## THE TASK
Could you report every line from the entries that includes the word "DataFile"?

START EXCERPTED RECORDS

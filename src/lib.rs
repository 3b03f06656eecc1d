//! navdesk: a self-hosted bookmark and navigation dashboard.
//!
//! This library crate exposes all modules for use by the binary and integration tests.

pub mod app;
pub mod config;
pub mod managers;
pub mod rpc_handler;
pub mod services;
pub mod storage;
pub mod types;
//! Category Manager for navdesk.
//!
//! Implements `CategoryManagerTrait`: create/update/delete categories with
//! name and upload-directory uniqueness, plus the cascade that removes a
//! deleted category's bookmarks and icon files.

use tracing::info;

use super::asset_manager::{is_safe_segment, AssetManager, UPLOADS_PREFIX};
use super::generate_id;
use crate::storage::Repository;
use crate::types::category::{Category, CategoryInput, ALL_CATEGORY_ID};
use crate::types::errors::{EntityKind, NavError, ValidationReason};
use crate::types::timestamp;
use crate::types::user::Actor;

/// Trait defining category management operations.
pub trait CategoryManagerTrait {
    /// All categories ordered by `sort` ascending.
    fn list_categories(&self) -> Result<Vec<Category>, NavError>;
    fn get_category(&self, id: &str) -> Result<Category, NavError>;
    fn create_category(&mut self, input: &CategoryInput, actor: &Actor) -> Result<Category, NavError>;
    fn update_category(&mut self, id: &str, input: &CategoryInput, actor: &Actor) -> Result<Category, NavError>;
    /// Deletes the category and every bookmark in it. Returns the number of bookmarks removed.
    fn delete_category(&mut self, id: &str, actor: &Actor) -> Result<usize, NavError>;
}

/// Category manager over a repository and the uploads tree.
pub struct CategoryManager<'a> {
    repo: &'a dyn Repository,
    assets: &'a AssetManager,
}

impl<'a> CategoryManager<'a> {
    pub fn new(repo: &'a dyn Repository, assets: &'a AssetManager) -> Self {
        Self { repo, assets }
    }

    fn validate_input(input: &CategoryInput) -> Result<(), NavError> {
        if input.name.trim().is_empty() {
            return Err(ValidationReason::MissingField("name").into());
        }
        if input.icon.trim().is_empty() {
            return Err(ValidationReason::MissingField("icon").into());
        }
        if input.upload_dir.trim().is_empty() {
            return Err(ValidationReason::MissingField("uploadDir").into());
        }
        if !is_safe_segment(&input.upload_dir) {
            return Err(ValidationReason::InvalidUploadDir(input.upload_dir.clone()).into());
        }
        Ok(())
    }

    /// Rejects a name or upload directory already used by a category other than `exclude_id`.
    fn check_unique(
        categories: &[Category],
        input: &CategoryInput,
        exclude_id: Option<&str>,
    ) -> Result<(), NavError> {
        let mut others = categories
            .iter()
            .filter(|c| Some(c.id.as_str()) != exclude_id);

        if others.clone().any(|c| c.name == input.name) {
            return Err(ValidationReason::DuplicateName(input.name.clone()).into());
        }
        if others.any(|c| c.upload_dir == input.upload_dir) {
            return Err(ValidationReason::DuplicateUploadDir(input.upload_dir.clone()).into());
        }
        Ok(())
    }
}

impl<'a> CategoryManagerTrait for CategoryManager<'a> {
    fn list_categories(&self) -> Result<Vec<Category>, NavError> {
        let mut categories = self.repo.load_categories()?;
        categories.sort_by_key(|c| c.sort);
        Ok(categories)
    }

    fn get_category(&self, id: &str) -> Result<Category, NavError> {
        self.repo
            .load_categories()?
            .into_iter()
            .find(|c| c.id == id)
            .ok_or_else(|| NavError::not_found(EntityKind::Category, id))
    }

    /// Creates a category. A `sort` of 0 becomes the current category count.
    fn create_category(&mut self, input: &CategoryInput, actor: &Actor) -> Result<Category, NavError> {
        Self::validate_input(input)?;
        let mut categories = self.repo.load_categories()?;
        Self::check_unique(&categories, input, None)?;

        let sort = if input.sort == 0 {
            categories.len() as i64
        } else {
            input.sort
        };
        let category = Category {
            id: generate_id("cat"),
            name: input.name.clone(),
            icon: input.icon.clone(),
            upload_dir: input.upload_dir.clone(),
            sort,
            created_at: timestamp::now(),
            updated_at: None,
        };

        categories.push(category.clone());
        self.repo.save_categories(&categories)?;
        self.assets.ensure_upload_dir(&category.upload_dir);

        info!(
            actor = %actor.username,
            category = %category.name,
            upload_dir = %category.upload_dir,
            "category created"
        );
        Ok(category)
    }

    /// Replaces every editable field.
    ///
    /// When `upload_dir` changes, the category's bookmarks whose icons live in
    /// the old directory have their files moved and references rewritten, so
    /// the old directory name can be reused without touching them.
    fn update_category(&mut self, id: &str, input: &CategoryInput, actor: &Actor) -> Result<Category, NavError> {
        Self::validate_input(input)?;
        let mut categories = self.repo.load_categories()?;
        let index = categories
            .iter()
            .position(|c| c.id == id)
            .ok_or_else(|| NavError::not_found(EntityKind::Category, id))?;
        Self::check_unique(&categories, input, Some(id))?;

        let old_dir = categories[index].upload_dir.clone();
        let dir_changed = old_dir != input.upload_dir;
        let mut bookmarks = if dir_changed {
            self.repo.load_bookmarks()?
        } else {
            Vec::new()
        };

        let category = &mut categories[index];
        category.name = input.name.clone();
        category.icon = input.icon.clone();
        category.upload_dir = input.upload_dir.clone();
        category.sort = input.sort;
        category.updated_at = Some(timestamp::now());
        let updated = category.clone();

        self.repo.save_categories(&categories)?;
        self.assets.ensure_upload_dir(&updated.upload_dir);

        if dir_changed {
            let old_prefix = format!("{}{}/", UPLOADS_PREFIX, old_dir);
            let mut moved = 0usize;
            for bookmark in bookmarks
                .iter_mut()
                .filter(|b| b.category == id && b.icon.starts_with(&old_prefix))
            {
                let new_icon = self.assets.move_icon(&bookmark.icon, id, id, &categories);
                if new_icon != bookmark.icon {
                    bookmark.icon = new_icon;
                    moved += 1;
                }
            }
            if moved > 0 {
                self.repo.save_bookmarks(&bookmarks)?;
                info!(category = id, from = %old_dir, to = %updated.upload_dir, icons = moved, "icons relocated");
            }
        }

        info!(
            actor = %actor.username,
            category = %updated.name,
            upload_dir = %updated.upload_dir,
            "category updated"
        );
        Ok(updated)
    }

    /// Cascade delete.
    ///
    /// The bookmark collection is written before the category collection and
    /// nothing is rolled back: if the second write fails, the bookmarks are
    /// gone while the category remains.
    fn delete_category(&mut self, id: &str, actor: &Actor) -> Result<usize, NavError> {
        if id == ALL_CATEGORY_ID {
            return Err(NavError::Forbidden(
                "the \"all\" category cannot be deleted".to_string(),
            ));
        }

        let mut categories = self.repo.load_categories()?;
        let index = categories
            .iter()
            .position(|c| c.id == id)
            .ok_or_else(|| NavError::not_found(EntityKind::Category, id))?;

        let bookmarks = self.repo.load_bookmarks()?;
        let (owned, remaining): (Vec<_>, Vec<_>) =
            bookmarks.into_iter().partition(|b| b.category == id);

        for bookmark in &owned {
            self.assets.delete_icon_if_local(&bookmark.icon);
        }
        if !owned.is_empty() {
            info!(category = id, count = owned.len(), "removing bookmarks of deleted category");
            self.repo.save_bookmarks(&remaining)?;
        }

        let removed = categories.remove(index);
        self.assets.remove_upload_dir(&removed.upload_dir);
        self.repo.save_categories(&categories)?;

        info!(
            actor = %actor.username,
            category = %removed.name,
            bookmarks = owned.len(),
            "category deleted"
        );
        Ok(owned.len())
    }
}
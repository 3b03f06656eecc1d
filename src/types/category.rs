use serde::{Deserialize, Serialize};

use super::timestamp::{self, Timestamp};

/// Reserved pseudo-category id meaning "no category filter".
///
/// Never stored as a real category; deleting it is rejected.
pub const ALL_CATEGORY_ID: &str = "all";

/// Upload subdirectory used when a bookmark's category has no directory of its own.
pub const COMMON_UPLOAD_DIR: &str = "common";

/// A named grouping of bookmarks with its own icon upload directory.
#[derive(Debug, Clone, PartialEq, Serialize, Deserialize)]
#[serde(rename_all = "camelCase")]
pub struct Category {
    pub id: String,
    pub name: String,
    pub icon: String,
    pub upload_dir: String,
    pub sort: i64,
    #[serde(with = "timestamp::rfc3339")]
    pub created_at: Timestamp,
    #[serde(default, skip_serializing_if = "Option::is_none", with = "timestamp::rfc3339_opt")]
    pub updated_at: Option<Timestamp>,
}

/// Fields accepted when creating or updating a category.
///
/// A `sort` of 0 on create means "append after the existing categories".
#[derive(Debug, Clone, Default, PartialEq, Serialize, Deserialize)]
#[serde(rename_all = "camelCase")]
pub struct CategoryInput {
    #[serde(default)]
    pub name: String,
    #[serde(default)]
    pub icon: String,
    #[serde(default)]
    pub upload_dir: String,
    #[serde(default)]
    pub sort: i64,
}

END EXCERPTED RECORDS
START EXCERPTED RECORDS

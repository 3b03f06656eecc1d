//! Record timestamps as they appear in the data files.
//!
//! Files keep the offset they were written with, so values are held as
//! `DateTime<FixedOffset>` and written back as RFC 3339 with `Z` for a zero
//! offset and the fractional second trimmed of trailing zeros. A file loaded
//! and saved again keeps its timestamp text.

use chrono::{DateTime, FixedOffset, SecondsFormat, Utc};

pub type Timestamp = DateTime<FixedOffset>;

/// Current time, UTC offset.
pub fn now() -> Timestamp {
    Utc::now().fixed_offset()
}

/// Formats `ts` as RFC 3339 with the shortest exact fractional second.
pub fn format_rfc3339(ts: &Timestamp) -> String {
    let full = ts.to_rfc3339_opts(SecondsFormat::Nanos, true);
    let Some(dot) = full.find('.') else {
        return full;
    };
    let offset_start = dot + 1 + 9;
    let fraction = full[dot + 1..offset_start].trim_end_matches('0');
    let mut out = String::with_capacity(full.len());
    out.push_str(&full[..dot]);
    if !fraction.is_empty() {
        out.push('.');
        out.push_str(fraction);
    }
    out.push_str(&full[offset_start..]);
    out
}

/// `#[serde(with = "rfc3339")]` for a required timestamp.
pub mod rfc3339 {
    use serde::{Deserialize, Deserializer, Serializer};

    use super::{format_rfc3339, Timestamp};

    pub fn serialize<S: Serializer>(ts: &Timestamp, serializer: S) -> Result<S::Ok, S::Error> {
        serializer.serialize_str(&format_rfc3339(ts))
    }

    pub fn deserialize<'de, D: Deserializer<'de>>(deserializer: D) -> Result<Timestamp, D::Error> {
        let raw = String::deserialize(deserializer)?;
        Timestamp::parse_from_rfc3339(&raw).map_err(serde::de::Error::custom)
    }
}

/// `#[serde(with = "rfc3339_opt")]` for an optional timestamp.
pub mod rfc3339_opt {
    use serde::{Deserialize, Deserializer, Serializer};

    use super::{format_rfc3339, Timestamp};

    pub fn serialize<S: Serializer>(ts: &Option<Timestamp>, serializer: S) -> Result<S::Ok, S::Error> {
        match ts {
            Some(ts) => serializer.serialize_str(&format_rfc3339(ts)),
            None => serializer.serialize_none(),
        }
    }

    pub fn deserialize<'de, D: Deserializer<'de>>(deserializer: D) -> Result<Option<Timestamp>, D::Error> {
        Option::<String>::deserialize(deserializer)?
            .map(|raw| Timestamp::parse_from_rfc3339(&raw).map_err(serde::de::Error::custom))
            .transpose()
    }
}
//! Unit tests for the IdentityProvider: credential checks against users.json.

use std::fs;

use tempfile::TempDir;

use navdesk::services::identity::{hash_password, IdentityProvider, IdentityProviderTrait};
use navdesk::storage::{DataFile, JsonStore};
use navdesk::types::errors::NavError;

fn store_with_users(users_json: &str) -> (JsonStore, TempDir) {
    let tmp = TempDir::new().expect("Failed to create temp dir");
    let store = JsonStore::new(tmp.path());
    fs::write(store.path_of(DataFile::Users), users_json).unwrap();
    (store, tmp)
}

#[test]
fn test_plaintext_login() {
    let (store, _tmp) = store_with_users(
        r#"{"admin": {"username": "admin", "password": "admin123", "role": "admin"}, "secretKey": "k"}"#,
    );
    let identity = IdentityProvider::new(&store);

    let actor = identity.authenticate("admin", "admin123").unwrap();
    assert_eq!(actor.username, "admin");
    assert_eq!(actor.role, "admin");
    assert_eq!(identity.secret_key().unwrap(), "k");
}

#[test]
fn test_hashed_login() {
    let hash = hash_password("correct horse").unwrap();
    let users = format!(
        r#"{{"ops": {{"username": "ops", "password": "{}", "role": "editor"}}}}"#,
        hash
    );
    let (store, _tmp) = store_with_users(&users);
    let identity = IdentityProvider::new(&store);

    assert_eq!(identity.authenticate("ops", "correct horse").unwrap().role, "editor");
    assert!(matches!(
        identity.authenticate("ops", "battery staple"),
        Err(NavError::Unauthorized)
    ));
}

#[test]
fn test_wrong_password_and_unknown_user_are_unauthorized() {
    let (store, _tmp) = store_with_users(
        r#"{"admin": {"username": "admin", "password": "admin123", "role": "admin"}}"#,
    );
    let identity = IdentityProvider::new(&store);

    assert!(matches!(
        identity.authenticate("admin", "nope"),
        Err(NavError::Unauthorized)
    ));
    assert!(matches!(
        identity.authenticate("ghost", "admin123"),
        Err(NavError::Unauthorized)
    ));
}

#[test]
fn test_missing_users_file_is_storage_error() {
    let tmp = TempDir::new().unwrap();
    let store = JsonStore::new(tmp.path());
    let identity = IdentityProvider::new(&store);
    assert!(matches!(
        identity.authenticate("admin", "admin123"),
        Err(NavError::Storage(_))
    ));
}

END EXCERPTED RECORDS

## ANSWER TO THIS EXERCISE
use navdesk::storage::{DataFile, JsonStore};
    fs::write(store.path_of(DataFile::Users), users_json).unwrap();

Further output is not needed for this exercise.